By Jess LeDonne, on August 17th, 2023

Late last year, the SECURE 2.0 Act of 2022 (the “Act”) was passed and signed into law. The Act has significant changes to the retirement plan landscape that are important to be aware of and consider as more and more of them become effective.

For example, one of the most impactful changes made by the Act holds that catch-up contributions for high-wage employees (i.e., those that make $145k/year or more) must now be deposited into a 401(k) Roth account. This change, holding that all catch-up contributions to qualified retirement plans are subject to Roth tax treatment, is an important consideration for plans you sponsor, plans you are considering, and plans that you participate in. Plan amendments creating a Roth component may be advisable in many situations. This important provision goes into effect for plans with year ends beginning after December 31, 2023.

Update: As of August 25, 2023, §603 of the SECURE 2.0 Act, as described in the paragraph above, has been extended for a two-year “administrative transition period” and does not apply until January 1, 2026. (Notice 2023-62)

Additional Secure 2.0 Act Changes

We’ve outlined some of the other main changes under the Act below, and we anticipate more guidance will be coming out related to many of these provisions.

  • Raises the required minimum distribution age from 72 to 73, effective January 1, 2023, and to 75, effective January 1, 2033.
  • Allows additional catch-up contributions to defined contribution plans and SIMPLE plans for individuals aged 60-63, effective January 1, 2025.
  • Allows the employer to deposit matching or non-elective contributions into a Roth account.
  • Increases the contribution limits to SIMPLE plans.
  • Allows retroactive deferrals for sole proprietors in the plan’s initial year, effective for plan years beginning after December 29, 2022.
  • Allows a surviving spouse the option to elect to be treated as the plan participant, which can increase the period before RMDs must be taken, effective January 1, 2024.
  • Allows tax-free rollovers of up to $35,000 from qualified tuition plans (also known as 529 plans), effective January 1, 2024.
  • Establishes requirements for automatic enrollment of participants and auto-escalation of employee contributions for employers offering 401(k) and 403(b) plans.
  • Establishes a 10% deferral limit on election to defer recognition of gain on employer stock sales to S corporation ESOPs, effective on sales made after December 31, 2027.

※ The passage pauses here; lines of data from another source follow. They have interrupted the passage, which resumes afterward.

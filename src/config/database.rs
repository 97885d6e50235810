//! Configuración de base de datos
//!
//! Este módulo maneja la conexión y configuración de PostgreSQL con SQLx.

use sqlx::postgres::{PgPool, PgPoolOptions};
use std::env;
use std::time::Duration;

use super::environment::{parse_or, ConfigError};

/// Configuración de la base de datos
#[derive(Debug, Clone)]
pub struct DatabaseConfig {
    pub url: String,
    pub max_connections: u32,
    pub min_connections: u32,
    pub connect_timeout: Duration,
    pub idle_timeout: Duration,
    pub max_lifetime: Duration,
}

impl DatabaseConfig {
    /// Cargar la configuración desde las variables de entorno
    pub fn from_env() -> Result<Self, ConfigError> {
        Self::from_lookup(|name| env::var(name).ok())
    }

    pub fn from_lookup<F>(lookup: F) -> Result<Self, ConfigError>
    where
        F: Fn(&str) -> Option<String>,
    {
        let url = lookup("DATABASE_URL")
            .filter(|s| !s.trim().is_empty())
            .ok_or(ConfigError::Missing("DATABASE_URL"))?;

        Ok(Self {
            url,
            max_connections: parse_or(&lookup, "DATABASE_MAX_CONNECTIONS", 20)?,
            min_connections: parse_or(&lookup, "DATABASE_MIN_CONNECTIONS", 1)?,
            connect_timeout: Duration::from_secs(30),
            idle_timeout: Duration::from_secs(300),
            max_lifetime: Duration::from_secs(3600),
        })
    }

    /// Crear un nuevo pool de conexiones
    pub async fn create_pool(&self) -> Result<PgPool, sqlx::Error> {
        self.pool_options().connect(&self.url).await
    }

    /// Crear un pool que no abre conexiones hasta el primer uso
    pub fn create_lazy_pool(&self) -> Result<PgPool, sqlx::Error> {
        self.pool_options().connect_lazy(&self.url)
    }

    fn pool_options(&self) -> PgPoolOptions {
        PgPoolOptions::new()
            .max_connections(self.max_connections)
            .min_connections(self.min_connections)
            .acquire_timeout(self.connect_timeout)
            .idle_timeout(self.idle_timeout)
            .max_lifetime(self.max_lifetime)
    }
}

#[cfg(test)]
mod tests {
    use super::*;

    #[test]
    fn test_database_url_required() {
        let result = DatabaseConfig::from_lookup(|_| None);
        assert_eq!(result.unwrap_err(), ConfigError::Missing("DATABASE_URL"));
    }

    #[test]
    fn test_pool_sizes() {
        let config = DatabaseConfig::from_lookup(|name| match name {
            "DATABASE_URL" => Some("postgres://localhost/express_voitures".to_string()),
            "DATABASE_MAX_CONNECTIONS" => Some("5".to_string()),
            _ => None,
        })
        .unwrap();

        assert_eq!(config.max_connections, 5);
        assert_eq!(config.min_connections, 1);
    }
}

Eliminates the mandatory pre-death distribution requirement for Roth designated accounts in employer plans, effective for taxable years beginning after December 31, 2023.

As you review the additional changes outlined above, please consider working with your retirement plan administrators or consultants to be sure that they are appropriately addressed. And if you need further guidance or have any questions, we’re here to help. Please do not hesitate to reach out to our trusted experts to discuss your specific situation.

This material has been prepared for general, informational purposes only and is not intended to provide, and should not be relied on for, tax, legal or accounting advice. Should you require any such advice, please contact us directly. The information contained herein does not create, and your review or use of the information does not constitute, an accountant-client relationship.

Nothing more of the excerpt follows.